- INSTRUCTIONS TO FOLLOW
Wherever the word "back" shows up in the data, report the line it sits in.

- DATA FOR PROCESSING

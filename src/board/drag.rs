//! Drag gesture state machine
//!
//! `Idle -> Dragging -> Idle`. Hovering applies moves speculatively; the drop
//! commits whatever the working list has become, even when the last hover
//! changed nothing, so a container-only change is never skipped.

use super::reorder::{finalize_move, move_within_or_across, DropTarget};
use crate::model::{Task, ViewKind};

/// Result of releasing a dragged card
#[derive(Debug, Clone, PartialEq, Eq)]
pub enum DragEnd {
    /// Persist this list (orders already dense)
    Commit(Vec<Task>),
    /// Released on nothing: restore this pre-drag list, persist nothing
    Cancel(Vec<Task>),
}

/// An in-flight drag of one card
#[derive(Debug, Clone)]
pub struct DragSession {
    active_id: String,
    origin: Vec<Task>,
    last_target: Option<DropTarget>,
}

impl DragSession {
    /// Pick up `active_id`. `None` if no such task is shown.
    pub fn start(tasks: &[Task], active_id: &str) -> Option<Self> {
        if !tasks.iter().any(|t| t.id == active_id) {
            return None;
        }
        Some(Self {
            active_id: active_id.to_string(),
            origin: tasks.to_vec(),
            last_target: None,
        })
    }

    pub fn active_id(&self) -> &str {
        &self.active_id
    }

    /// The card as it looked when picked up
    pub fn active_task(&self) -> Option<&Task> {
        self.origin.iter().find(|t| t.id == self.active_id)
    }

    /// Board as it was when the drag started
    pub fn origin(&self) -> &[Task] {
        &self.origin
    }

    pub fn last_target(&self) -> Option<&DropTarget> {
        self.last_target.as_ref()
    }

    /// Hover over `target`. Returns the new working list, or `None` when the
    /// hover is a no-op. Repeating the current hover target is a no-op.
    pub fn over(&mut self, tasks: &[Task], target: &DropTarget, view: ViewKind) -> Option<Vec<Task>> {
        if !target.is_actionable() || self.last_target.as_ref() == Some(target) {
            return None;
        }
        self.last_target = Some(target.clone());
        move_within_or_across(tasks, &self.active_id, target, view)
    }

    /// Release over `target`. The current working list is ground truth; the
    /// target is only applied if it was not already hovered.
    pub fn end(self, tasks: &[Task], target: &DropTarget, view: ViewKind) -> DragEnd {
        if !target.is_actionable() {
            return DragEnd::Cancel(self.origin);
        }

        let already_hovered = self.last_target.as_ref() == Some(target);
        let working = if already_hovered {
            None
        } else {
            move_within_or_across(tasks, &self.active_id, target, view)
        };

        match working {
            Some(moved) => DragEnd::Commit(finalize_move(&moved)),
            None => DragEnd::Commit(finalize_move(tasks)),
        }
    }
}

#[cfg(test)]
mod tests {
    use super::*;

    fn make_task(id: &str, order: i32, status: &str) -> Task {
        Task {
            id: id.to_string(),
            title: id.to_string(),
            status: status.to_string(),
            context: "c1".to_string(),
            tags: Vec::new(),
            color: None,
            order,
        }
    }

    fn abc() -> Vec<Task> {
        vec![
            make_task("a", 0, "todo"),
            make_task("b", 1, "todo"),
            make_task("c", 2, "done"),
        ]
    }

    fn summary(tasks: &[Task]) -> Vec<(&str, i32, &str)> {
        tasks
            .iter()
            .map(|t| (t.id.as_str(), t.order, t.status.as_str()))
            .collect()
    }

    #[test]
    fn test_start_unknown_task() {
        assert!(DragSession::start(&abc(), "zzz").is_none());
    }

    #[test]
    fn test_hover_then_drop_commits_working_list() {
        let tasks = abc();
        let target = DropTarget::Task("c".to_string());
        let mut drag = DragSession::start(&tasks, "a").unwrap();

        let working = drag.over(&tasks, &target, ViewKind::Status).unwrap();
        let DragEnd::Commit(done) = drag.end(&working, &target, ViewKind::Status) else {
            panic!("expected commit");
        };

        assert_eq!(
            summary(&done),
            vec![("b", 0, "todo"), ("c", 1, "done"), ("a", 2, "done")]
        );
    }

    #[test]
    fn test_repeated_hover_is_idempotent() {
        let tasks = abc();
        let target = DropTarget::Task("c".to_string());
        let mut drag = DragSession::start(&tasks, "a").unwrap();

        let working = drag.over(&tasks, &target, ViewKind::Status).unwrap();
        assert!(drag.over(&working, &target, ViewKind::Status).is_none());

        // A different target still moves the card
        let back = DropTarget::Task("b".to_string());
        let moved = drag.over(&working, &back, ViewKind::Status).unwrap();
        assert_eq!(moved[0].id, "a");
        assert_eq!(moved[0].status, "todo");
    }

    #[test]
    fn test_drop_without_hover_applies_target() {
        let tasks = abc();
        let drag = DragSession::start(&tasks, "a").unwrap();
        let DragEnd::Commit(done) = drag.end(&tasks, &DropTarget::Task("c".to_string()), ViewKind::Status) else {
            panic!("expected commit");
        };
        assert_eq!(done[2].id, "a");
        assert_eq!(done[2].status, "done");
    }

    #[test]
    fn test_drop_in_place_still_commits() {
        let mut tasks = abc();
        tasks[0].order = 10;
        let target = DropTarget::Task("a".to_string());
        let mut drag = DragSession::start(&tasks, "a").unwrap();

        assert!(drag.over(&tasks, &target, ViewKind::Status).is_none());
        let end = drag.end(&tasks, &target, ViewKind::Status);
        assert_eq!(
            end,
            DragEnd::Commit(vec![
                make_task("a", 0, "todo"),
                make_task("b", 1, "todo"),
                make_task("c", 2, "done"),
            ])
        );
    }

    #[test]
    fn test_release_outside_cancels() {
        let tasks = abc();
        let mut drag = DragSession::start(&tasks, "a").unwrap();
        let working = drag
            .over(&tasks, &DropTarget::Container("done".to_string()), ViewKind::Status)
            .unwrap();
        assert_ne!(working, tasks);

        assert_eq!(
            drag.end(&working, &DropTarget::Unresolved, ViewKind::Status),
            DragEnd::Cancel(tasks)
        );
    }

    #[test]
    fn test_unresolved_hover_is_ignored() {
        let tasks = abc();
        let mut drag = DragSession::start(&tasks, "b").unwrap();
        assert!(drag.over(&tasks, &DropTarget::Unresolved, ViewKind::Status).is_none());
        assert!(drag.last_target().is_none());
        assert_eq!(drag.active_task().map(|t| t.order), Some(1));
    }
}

- RESPONSE TO THIS EXERCISE
        let back = DropTarget::Task("b".to_string());
        let moved = drag.over(&working, &back, ViewKind::Status).unwrap();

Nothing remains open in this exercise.